▶ [HOW TO COMPLETE THIS TASK]: The job is to output each record again, character for character.

(Records from a dataset)
▼

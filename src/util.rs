use crate::anim::Interpolate;
use ratatui::buffer::Buffer;
use ratatui::layout::{Rect, Size};
use ratatui::prelude::BlockExt;
use ratatui::style::{Color, Style};
use ratatui::widgets::Block;
use std::mem;

/// Returns a new style with fg and bg swapped.
///
/// This is not the same as setting Style::reversed().
/// The latter sends special controls to the terminal,
/// the former just swaps.
pub(crate) fn revert_style(mut style: Style) -> Style {
    mem::swap(&mut style.fg, &mut style.bg);
    style
}

pub(crate) fn get_block_size(block: &Option<Block<'_>>) -> Size {
    let area = Rect::new(0, 0, 20, 20);
    let inner = block.inner_if_some(area);
    Size {
        width: (inner.left() - area.left()) + (area.right() - inner.right()),
        height: (inner.top() - area.top()) + (area.bottom() - inner.bottom()),
    }
}

/// Copies the area of `src` onto `buf` with the given opacity.
///
/// Colors are mixed with what is already in `buf`. The symbol of
/// `src` wins from half opacity on. Below that the old symbol stays
/// and fades towards the new background.
pub(crate) fn blend_buf_area(src: &Buffer, area: Rect, opacity: f32, buf: &mut Buffer) {
    if opacity <= 0.0 {
        return;
    }

    for y in area.top()..area.bottom() {
        for x in area.left()..area.right() {
            let Some(over) = src.cell((x, y)) else {
                continue;
            };
            let Some(under) = buf.cell_mut((x, y)) else {
                continue;
            };

            if opacity >= 1.0 {
                *under = over.clone();
                continue;
            }

            let under_bg = solid_bg(under.bg);
            let bg = under_bg.interpolate(&solid_bg(over.bg), opacity);
            if opacity >= 0.5 {
                let fg = under_bg.interpolate(&solid_fg(over.fg), opacity);
                under.set_symbol(over.symbol());
                under.modifier = over.modifier;
                under.set_fg(fg);
            } else {
                let fg = solid_fg(under.fg).interpolate(&solid_bg(over.bg), opacity);
                under.set_fg(fg);
            }
            under.set_bg(bg);
        }
    }
}

// Color::Reset can't be mixed. Assume a dark terminal.
fn solid_bg(color: Color) -> Color {
    match color {
        Color::Reset => Color::Rgb(0, 0, 0),
        c => c,
    }
}

fn solid_fg(color: Color) -> Color {
    match color {
        Color::Reset => Color::Rgb(0xc0, 0xc0, 0xc0),
        c => c,
    }
}
use thiserror::Error;

use crate::pool::PoolId;

pub type Result<T> = std::result::Result<T, AppError>;

#[derive(Debug, Error)]
pub enum AppError {
    #[error("Configuration error: {0}")]
    Config(String),

    #[error("Environment variable error: {0}")]
    Env(#[from] std::env::VarError),

    #[error("I/O error: {0}")]
    Io(#[from] std::io::Error),

    #[error("Serialization error: {0}")]
    SerdeJson(#[from] serde_json::Error),

    #[error("Parse integer error: {0}")]
    ParseBigInt(#[from] num_bigint::ParseBigIntError),

    #[error("Parse decimal error: {0}")]
    ParseDecimal(#[from] bigdecimal::ParseBigDecimalError),

    #[error("Pool not found: {0}")]
    PoolNotFound(PoolId),

    #[error("Invalid snapshot: {0}")]
    InvalidSnapshot(String),

    #[error("Quote service is no longer running")]
    ServiceClosed,
}
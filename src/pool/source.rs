use std::future::Future;
use std::path::PathBuf;
use std::str::FromStr;
use std::sync::atomic::{AtomicU64, Ordering};

use num_bigint::BigInt;
use serde::Deserialize;
use tracing::debug;

use crate::errors::{AppError, Result};
use crate::pool::state::{PoolId, ReserveSnapshot};

/// Producer of reserve snapshots; the polling transport lives behind it.
pub trait SnapshotSource: Send + Sync + 'static {
    fn fetch_reserve_snapshot(
        &self,
        pool: &PoolId,
    ) -> impl Future<Output = Result<ReserveSnapshot>> + Send;
}

/// On-disk shape of a pool observation. Integers travel as decimal strings.
#[derive(Debug, Deserialize)]
struct SnapshotFile {
    pool_id: String,
    base_reserve: String,
    quote_reserve: String,
    lp_supply: String,
    base_decimals: u8,
    quote_decimals: u8,
    lp_decimals: u8,
}

impl SnapshotFile {
    fn into_snapshot(self, as_of: u64) -> Result<ReserveSnapshot> {
        let snapshot = ReserveSnapshot {
            pool_id: PoolId::new(self.pool_id),
            base_reserve: BigInt::from_str(self.base_reserve.trim())?,
            quote_reserve: BigInt::from_str(self.quote_reserve.trim())?,
            lp_supply: BigInt::from_str(self.lp_supply.trim())?,
            base_decimals: self.base_decimals,
            quote_decimals: self.quote_decimals,
            lp_decimals: self.lp_decimals,
            as_of,
        };
        snapshot.check().map_err(AppError::InvalidSnapshot)?;
        Ok(snapshot)
    }
}

/// Reads the pool state from a JSON file on every fetch, so an external
/// process can keep the file current.
#[derive(Debug)]
pub struct FileSnapshotSource {
    path: PathBuf,
    sequence: AtomicU64,
}

impl FileSnapshotSource {
    pub fn new(path: impl Into<PathBuf>) -> Self {
        Self {
            path: path.into(),
            sequence: AtomicU64::new(0),
        }
    }

    fn parse(&self, pool: &PoolId, raw: &str) -> Result<ReserveSnapshot> {
        let file: SnapshotFile = serde_json::from_str(raw)?;
        if file.pool_id != pool.as_str() {
            return Err(AppError::PoolNotFound(pool.clone()));
        }
        let as_of = self.sequence.fetch_add(1, Ordering::SeqCst) + 1;
        file.into_snapshot(as_of)
    }
}

impl SnapshotSource for FileSnapshotSource {
    async fn fetch_reserve_snapshot(&self, pool: &PoolId) -> Result<ReserveSnapshot> {
        let raw = tokio::fs::read_to_string(&self.path).await?;
        let snapshot = self.parse(pool, &raw)?;
        debug!(pool = %pool, as_of = snapshot.as_of, "[POOL] snapshot read");
        Ok(snapshot)
    }
}
//! Pool data and the pure quote math.

pub mod calc;
pub mod source;
pub mod state;

pub use calc::{QuoteError, QuotePair, exchange_rate, quote};
pub use source::{FileSnapshotSource, SnapshotSource};
pub use state::{PoolId, ReserveSnapshot};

▲

▶ [WRITTEN RESPONSE]:
filename src/util.rs
use crate::anim::Interpolate;
use ratatui::buffer::Buffer;
use ratatui::layout::{Rect, Size};
use ratatui::prelude::BlockExt;
use ratatui::style::{Color, Style};
use ratatui::widgets::Block;
use std::mem;

/// Returns a new style with fg and bg swapped.
///
/// This is not the same as setting Style::reversed().
/// The latter sends special controls to the terminal,
/// the former just swaps.
pub(crate) fn revert_style(mut style: Style) -> Style {
    mem::swap(&mut style.fg, &mut style.bg);
    style
}

pub(crate) fn get_block_size(block: &Option<Block<'_>>) -> Size {
    let area = Rect::new(0, 0, 20, 20);
    let inner = block.inner_if_some(area);
    Size {
        width: (inner.left() - area.left()) + (area.right() - inner.right()),
        height: (inner.top() - area.top()) + (area.bottom() - inner.bottom()),
    }
}

/// Copies the area of `src` onto `buf` with the given opacity.
///
/// Colors are mixed with what is already in `buf`. The symbol of
/// `src` wins from half opacity on. Below that the old symbol stays
/// and fades towards the new background.
pub(crate) fn blend_buf_area(src: &Buffer, area: Rect, opacity: f32, buf: &mut Buffer) {
    if opacity <= 0.0 {
        return;
    }

    for y in area.top()..area.bottom() {
        for x in area.left()..area.right() {
            let Some(over) = src.cell((x, y)) else {
                continue;
            };
            let Some(under) = buf.cell_mut((x, y)) else {
                continue;
            };

            if opacity >= 1.0 {
                *under = over.clone();
                continue;
            }

            let under_bg = solid_bg(under.bg);
            let bg = under_bg.interpolate(&solid_bg(over.bg), opacity);
            if opacity >= 0.5 {
                let fg = under_bg.interpolate(&solid_fg(over.fg), opacity);
                under.set_symbol(over.symbol());
                under.modifier = over.modifier;
                under.set_fg(fg);
            } else {
                let fg = solid_fg(under.fg).interpolate(&solid_bg(over.bg), opacity);
                under.set_fg(fg);
            }
            under.set_bg(bg);
        }
    }
}

// Color::Reset can't be mixed. Assume a dark terminal.
fn solid_bg(color: Color) -> Color {
    match color {
        Color::Reset => Color::Rgb(0, 0, 0),
        c => c,
    }
}

fn solid_fg(color: Color) -> Color {
    match color {
        Color::Reset => Color::Rgb(0xc0, 0xc0, 0xc0),
        c => c,
    }
}
use thiserror::Error;

use crate::pool::PoolId;

pub type Result<T> = std::result::Result<T, AppError>;

#[derive(Debug, Error)]
pub enum AppError {
    #[error("Configuration error: {0}")]
    Config(String),

    #[error("Environment variable error: {0}")]
    Env(#[from] std::env::VarError),

    #[error("I/O error: {0}")]
    Io(#[from] std::io::Error),

    #[error("Serialization error: {0}")]
    SerdeJson(#[from] serde_json::Error),

    #[error("Parse integer error: {0}")]
    ParseBigInt(#[from] num_bigint::ParseBigIntError),

    #[error("Parse decimal error: {0}")]
    ParseDecimal(#[from] bigdecimal::ParseBigDecimalError),

    #[error("Pool not found: {0}")]
    PoolNotFound(PoolId),

    #[error("Invalid snapshot: {0}")]
    InvalidSnapshot(String),

    #[error("Quote service is no longer running")]
    ServiceClosed,
}
filename src/pool/source.rs
use std::future::Future;
use std::path::PathBuf;
use std::str::FromStr;
use std::sync::atomic::{AtomicU64, Ordering};

use num_bigint::BigInt;
use serde::Deserialize;
use tracing::debug;

use crate::errors::{AppError, Result};
use crate::pool::state::{PoolId, ReserveSnapshot};

/// Producer of reserve snapshots; the polling transport lives behind it.
pub trait SnapshotSource: Send + Sync + 'static {
    fn fetch_reserve_snapshot(
        &self,
        pool: &PoolId,
    ) -> impl Future<Output = Result<ReserveSnapshot>> + Send;
}

/// On-disk shape of a pool observation. Integers travel as decimal strings.
#[derive(Debug, Deserialize)]
struct SnapshotFile {
    pool_id: String,
    base_reserve: String,
    quote_reserve: String,
    lp_supply: String,
    base_decimals: u8,
    quote_decimals: u8,
    lp_decimals: u8,
}

impl SnapshotFile {
    fn into_snapshot(self, as_of: u64) -> Result<ReserveSnapshot> {
        let snapshot = ReserveSnapshot {
            pool_id: PoolId::new(self.pool_id),
            base_reserve: BigInt::from_str(self.base_reserve.trim())?,
            quote_reserve: BigInt::from_str(self.quote_reserve.trim())?,
            lp_supply: BigInt::from_str(self.lp_supply.trim())?,
            base_decimals: self.base_decimals,
            quote_decimals: self.quote_decimals,
            lp_decimals: self.lp_decimals,
            as_of,
        };
        snapshot.check().map_err(AppError::InvalidSnapshot)?;
        Ok(snapshot)
    }
}

/// Reads the pool state from a JSON file on every fetch, so an external
/// process can keep the file current.
#[derive(Debug)]
pub struct FileSnapshotSource {
    path: PathBuf,
    sequence: AtomicU64,
}

impl FileSnapshotSource {
    pub fn new(path: impl Into<PathBuf>) -> Self {
        Self {
            path: path.into(),
            sequence: AtomicU64::new(0),
        }
    }

    fn parse(&self, pool: &PoolId, raw: &str) -> Result<ReserveSnapshot> {
        let file: SnapshotFile = serde_json::from_str(raw)?;
        if file.pool_id != pool.as_str() {
            return Err(AppError::PoolNotFound(pool.clone()));
        }
        let as_of = self.sequence.fetch_add(1, Ordering::SeqCst) + 1;
        file.into_snapshot(as_of)
    }
}

impl SnapshotSource for FileSnapshotSource {
    async fn fetch_reserve_snapshot(&self, pool: &PoolId) -> Result<ReserveSnapshot> {
        let raw = tokio::fs::read_to_string(&self.path).await?;
        let snapshot = self.parse(pool, &raw)?;
        debug!(pool = %pool, as_of = snapshot.as_of, "[POOL] snapshot read");
        Ok(snapshot)
    }
}
//! Pool data and the pure quote math.

pub mod calc;
pub mod source;
pub mod state;

pub use calc::{QuoteError, QuotePair, exchange_rate, quote};
pub use source::{FileSnapshotSource, SnapshotSource};
pub use state::{PoolId, ReserveSnapshot};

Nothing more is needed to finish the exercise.